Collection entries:
========================================================================

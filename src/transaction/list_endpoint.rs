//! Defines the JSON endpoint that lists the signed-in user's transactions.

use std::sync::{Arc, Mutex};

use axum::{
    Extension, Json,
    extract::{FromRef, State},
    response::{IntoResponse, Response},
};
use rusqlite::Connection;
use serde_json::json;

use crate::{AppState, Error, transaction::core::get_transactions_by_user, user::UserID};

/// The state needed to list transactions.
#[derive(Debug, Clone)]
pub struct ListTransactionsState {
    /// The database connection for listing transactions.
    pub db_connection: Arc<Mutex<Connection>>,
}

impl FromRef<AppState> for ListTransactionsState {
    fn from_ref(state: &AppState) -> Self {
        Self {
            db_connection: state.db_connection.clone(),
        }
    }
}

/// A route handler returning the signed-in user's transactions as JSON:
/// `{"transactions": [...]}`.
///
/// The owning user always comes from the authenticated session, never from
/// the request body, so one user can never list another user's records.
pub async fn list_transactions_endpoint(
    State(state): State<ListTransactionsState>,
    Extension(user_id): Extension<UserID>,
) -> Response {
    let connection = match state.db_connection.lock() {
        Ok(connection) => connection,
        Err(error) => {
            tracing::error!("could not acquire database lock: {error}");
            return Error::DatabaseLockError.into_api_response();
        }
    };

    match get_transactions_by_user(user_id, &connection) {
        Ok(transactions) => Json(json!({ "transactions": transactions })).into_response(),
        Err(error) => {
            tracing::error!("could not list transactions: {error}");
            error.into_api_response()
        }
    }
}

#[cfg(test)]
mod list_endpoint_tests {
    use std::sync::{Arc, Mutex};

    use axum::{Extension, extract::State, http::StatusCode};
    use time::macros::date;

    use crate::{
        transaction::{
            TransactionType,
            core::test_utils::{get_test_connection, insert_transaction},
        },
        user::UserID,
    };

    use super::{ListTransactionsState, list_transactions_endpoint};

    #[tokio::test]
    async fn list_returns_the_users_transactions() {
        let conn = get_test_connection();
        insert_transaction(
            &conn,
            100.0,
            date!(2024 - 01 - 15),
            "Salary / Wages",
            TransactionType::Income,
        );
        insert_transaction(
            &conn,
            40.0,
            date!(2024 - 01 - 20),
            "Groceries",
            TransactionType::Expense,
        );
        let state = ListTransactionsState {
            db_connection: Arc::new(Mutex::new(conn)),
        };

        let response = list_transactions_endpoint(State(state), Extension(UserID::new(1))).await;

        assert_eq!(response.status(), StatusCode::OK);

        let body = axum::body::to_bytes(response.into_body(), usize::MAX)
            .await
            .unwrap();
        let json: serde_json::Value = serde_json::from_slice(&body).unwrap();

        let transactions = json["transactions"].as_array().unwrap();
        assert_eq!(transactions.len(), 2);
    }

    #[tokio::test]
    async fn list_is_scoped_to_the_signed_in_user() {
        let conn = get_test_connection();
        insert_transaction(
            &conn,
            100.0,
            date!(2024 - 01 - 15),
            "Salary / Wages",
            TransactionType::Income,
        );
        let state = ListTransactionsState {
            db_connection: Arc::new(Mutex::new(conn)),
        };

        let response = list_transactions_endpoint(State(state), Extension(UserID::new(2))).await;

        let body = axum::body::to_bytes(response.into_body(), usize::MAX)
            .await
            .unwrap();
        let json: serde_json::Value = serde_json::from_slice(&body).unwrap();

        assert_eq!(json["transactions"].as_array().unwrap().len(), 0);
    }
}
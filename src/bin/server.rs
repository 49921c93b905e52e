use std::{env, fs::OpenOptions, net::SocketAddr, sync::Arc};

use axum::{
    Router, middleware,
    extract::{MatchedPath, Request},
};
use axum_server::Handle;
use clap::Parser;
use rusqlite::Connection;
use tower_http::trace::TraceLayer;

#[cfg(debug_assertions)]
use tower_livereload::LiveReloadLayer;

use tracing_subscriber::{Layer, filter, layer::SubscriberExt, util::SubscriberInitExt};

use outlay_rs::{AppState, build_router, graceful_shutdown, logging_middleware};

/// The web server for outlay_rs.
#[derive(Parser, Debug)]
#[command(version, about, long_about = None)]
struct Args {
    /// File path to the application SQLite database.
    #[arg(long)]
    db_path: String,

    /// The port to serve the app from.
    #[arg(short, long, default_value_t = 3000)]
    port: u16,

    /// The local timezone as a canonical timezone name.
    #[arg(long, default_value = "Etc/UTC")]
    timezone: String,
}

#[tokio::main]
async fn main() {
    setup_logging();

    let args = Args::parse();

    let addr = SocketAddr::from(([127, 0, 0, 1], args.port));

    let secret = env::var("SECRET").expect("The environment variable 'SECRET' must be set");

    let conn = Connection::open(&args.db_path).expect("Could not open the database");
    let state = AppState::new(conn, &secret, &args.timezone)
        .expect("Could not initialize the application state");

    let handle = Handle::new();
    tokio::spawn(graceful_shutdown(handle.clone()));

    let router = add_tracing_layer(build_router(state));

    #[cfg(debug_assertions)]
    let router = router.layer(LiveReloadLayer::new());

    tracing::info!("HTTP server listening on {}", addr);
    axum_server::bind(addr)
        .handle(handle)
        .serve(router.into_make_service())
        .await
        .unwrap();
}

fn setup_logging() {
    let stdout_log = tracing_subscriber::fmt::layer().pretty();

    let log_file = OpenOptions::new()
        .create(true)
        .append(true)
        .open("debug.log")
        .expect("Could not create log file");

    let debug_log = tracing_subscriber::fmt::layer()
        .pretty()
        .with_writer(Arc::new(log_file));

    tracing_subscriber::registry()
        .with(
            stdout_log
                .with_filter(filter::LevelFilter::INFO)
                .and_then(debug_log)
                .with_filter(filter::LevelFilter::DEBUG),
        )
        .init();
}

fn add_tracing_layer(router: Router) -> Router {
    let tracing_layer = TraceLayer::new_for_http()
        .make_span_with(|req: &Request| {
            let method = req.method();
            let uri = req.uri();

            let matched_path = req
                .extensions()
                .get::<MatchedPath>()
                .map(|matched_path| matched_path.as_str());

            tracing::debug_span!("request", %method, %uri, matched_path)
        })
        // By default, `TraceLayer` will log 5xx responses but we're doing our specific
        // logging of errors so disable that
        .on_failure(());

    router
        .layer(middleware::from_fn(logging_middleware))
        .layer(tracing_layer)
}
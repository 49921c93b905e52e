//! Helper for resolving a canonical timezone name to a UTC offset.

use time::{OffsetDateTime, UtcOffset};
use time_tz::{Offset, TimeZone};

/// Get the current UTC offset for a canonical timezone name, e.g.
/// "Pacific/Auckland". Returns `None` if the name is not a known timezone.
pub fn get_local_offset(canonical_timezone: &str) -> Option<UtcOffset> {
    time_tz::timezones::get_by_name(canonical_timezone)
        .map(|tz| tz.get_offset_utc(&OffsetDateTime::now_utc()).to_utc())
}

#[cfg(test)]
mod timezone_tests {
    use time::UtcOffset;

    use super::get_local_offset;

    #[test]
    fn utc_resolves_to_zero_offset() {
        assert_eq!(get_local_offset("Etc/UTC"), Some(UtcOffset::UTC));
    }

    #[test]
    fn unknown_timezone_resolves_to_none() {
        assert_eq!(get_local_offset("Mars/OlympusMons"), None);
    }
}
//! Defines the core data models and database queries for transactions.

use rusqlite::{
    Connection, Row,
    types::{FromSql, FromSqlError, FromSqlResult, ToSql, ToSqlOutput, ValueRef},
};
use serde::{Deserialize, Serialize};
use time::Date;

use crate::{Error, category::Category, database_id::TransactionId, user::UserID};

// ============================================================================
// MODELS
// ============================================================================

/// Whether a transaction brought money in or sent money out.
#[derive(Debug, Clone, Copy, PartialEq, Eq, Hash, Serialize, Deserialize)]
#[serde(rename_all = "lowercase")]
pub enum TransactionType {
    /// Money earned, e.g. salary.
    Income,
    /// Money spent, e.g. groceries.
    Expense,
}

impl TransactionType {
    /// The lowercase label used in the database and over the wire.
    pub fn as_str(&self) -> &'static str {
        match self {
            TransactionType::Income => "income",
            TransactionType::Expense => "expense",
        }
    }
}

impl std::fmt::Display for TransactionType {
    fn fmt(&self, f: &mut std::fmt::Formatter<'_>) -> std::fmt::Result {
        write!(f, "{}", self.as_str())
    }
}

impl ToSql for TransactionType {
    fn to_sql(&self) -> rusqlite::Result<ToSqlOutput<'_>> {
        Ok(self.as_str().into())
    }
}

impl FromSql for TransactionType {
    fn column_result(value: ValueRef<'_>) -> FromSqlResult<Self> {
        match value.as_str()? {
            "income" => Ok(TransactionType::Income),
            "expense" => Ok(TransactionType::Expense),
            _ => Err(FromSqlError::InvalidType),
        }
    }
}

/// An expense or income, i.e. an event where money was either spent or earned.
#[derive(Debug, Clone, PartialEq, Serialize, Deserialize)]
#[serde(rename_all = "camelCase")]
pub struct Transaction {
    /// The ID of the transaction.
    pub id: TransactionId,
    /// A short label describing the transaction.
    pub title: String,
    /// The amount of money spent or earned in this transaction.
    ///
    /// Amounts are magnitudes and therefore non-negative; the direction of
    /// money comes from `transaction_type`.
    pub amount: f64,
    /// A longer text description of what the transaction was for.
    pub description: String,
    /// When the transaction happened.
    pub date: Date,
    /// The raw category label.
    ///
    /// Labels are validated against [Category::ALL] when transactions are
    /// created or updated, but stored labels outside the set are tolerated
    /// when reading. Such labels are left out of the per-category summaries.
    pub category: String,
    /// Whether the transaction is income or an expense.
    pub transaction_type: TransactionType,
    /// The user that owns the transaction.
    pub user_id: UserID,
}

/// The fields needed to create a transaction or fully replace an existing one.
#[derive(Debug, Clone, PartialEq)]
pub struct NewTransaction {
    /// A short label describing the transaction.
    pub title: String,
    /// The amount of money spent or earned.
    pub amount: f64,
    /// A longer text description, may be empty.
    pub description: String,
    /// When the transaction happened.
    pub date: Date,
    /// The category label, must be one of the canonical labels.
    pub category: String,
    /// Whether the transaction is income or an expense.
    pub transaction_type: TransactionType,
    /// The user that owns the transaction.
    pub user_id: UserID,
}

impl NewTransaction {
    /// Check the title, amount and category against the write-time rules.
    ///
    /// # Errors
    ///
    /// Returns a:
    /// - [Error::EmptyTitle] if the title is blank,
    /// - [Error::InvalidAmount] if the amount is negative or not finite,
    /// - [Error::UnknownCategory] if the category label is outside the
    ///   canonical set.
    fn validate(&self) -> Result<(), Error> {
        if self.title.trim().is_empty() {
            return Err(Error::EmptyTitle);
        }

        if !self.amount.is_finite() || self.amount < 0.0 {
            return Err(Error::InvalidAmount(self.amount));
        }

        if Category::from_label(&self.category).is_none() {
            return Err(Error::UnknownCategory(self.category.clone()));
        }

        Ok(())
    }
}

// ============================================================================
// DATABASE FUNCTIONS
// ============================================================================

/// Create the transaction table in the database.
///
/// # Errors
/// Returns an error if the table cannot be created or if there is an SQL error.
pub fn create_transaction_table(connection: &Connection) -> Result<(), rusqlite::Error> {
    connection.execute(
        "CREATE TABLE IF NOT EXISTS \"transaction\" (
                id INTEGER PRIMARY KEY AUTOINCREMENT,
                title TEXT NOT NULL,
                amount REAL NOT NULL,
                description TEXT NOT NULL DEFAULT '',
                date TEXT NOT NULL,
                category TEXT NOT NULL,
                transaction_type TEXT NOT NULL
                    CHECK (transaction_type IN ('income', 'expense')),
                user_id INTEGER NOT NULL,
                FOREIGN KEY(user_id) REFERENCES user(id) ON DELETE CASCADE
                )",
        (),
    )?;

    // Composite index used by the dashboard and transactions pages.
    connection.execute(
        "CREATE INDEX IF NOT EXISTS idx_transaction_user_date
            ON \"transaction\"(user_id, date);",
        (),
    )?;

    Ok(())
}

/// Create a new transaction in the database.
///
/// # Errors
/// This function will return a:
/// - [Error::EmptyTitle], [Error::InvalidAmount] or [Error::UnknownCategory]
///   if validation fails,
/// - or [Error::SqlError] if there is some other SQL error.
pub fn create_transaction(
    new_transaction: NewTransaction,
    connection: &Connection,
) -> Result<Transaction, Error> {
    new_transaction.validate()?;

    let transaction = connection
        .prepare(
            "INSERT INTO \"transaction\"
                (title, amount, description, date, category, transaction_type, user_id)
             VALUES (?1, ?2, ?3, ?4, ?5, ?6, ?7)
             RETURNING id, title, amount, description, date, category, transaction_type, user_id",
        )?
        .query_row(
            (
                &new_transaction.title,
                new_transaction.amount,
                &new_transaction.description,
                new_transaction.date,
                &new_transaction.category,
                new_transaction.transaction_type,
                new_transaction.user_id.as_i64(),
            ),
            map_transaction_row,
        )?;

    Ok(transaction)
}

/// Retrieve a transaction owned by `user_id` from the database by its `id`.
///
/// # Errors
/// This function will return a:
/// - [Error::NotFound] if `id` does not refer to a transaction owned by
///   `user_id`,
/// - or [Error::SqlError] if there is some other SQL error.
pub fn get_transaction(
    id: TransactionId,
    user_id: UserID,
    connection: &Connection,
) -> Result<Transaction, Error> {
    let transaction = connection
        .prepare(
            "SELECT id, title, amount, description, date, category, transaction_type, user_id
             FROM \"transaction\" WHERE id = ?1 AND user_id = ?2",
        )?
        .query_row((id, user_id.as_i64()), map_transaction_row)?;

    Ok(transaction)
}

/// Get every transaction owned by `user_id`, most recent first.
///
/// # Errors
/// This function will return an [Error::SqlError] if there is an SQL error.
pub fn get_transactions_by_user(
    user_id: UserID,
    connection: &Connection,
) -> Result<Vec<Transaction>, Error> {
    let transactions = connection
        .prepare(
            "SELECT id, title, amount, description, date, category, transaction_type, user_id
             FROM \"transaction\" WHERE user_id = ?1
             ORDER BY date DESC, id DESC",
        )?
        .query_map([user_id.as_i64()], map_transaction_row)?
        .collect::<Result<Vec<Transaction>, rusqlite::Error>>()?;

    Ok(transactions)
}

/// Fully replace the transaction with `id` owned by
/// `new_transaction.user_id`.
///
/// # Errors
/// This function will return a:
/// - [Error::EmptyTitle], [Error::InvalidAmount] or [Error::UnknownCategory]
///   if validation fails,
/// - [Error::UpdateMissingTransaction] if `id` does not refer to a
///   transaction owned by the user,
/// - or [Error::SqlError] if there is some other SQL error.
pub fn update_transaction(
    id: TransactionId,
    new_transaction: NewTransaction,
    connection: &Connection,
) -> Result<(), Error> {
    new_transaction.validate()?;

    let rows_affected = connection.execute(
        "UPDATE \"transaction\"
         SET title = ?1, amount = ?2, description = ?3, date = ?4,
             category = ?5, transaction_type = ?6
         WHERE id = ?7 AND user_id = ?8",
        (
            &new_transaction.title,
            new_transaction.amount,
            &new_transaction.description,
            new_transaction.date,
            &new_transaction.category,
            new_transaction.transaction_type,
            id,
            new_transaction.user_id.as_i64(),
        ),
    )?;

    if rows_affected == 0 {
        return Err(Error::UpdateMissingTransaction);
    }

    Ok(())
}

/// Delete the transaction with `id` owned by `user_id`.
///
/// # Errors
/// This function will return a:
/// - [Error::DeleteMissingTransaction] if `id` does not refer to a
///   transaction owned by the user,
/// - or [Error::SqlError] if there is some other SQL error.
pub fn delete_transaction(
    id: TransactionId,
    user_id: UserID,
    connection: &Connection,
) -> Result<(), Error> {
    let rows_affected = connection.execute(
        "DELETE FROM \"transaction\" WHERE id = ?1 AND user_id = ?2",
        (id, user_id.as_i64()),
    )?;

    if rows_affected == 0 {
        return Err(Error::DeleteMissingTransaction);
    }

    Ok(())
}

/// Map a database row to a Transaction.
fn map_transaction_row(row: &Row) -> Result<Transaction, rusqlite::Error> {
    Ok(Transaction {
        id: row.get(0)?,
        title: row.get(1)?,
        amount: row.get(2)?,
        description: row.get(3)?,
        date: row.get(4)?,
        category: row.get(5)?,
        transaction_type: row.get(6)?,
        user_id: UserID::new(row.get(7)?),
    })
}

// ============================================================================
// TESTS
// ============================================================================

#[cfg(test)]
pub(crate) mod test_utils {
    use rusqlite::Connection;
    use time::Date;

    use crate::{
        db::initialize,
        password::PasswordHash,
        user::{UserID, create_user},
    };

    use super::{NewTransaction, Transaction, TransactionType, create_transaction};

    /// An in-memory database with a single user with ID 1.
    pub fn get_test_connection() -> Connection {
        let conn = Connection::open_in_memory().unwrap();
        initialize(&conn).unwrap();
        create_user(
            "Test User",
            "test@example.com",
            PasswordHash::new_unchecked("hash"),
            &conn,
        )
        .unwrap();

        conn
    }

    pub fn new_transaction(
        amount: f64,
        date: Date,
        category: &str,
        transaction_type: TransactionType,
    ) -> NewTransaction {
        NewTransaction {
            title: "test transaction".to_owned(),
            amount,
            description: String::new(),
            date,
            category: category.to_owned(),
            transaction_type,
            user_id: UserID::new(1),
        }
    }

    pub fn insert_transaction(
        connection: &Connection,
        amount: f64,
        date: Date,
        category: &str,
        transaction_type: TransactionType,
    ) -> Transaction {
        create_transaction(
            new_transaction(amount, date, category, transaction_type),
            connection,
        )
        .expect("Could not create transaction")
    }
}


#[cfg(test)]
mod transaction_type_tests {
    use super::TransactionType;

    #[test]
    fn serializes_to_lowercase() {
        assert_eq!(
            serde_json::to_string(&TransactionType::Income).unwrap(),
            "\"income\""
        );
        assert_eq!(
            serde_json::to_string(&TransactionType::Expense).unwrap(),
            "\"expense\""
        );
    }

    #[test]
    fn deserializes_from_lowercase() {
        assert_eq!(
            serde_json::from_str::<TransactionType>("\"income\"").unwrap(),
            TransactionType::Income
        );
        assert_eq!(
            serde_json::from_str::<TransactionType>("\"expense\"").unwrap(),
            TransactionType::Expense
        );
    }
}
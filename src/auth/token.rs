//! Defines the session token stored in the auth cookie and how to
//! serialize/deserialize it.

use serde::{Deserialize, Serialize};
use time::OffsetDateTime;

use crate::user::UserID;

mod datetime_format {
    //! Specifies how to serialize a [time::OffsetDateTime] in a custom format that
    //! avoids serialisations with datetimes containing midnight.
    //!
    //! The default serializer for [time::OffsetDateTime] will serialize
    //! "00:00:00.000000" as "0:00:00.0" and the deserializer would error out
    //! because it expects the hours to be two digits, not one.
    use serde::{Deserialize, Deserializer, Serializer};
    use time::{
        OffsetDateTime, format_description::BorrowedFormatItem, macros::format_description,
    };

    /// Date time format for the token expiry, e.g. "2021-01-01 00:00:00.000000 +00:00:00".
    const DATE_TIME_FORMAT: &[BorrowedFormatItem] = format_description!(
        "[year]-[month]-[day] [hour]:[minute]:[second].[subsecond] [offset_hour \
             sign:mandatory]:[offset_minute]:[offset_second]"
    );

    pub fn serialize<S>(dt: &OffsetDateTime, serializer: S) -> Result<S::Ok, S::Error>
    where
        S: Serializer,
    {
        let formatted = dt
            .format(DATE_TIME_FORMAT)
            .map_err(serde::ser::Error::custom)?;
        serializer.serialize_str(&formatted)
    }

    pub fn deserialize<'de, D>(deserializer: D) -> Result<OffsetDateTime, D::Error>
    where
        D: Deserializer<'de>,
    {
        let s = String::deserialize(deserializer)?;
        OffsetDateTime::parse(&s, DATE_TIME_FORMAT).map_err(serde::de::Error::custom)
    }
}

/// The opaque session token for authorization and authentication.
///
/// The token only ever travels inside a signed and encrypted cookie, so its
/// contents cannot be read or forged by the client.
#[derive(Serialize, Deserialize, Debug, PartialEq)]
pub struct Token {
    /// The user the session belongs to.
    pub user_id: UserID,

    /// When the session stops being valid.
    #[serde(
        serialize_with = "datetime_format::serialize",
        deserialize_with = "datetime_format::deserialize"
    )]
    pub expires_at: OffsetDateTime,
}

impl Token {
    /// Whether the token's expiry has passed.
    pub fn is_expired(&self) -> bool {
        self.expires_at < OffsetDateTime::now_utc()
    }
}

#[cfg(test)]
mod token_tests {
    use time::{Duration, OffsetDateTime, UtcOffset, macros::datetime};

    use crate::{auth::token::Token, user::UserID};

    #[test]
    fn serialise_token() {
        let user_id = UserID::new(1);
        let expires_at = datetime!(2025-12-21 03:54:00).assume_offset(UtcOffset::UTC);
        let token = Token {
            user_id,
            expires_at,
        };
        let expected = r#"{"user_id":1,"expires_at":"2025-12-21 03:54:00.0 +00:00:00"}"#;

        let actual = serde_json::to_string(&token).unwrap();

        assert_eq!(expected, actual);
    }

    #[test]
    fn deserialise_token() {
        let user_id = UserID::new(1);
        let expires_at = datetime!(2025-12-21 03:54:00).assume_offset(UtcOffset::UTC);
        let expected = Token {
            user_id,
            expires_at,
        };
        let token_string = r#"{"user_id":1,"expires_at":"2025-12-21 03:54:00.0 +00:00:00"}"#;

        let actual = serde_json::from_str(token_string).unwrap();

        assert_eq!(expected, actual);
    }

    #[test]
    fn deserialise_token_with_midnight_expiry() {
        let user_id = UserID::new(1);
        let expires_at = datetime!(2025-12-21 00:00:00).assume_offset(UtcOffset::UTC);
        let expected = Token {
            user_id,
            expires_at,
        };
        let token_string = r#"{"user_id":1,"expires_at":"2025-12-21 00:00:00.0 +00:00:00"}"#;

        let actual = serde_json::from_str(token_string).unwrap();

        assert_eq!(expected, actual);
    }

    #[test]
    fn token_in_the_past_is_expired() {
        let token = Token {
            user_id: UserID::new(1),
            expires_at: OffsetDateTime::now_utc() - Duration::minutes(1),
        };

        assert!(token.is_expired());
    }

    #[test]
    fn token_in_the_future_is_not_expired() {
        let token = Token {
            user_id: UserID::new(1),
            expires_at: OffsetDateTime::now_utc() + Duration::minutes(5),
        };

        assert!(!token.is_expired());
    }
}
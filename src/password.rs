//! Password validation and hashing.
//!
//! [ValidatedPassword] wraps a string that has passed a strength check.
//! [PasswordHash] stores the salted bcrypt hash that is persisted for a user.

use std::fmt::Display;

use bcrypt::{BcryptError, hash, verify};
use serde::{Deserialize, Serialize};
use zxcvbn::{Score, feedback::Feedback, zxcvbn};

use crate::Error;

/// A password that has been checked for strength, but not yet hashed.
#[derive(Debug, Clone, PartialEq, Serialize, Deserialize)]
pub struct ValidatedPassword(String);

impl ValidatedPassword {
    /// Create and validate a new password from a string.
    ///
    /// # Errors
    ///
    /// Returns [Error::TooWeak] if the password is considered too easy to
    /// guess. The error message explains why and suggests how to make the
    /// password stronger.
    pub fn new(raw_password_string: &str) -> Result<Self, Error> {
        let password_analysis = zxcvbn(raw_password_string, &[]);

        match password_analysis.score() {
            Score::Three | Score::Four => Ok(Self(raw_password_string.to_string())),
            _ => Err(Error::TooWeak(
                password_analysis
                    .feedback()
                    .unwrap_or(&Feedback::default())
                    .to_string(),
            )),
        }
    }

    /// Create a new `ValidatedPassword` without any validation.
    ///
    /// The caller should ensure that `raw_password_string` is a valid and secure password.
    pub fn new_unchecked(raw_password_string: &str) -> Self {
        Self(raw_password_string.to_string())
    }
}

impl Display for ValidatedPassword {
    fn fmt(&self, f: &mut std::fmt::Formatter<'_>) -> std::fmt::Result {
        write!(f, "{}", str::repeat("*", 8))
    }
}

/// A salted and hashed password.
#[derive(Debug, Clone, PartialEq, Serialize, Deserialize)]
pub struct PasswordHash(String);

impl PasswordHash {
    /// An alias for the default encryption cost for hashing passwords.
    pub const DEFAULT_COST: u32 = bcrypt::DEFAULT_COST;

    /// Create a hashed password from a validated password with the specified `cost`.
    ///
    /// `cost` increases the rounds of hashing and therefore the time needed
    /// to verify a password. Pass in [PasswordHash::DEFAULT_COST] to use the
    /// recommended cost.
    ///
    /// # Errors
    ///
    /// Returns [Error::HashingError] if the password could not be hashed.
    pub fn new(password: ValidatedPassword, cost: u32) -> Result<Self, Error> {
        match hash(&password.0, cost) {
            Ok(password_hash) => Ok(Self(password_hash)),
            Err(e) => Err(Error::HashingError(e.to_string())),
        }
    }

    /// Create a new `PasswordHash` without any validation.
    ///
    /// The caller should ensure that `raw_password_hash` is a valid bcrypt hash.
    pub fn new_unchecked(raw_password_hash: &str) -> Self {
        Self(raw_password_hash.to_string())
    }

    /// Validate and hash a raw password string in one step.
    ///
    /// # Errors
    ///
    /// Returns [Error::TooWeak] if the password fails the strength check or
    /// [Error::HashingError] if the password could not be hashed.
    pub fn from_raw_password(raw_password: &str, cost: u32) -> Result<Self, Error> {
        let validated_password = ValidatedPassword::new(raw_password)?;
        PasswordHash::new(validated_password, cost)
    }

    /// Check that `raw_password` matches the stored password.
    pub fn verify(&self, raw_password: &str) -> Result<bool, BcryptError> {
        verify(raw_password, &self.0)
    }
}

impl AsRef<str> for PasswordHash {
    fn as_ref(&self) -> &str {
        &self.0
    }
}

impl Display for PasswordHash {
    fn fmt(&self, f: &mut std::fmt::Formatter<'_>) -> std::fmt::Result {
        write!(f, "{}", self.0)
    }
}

========================================================================

= About this task =
Find the word "await" in the entries and show each line where it is found.

= Finished task =
        let response = list_transactions_endpoint(State(state), Extension(UserID::new(1))).await;
            .await
        let response = list_transactions_endpoint(State(state), Extension(UserID::new(2))).await;
            .await
        .await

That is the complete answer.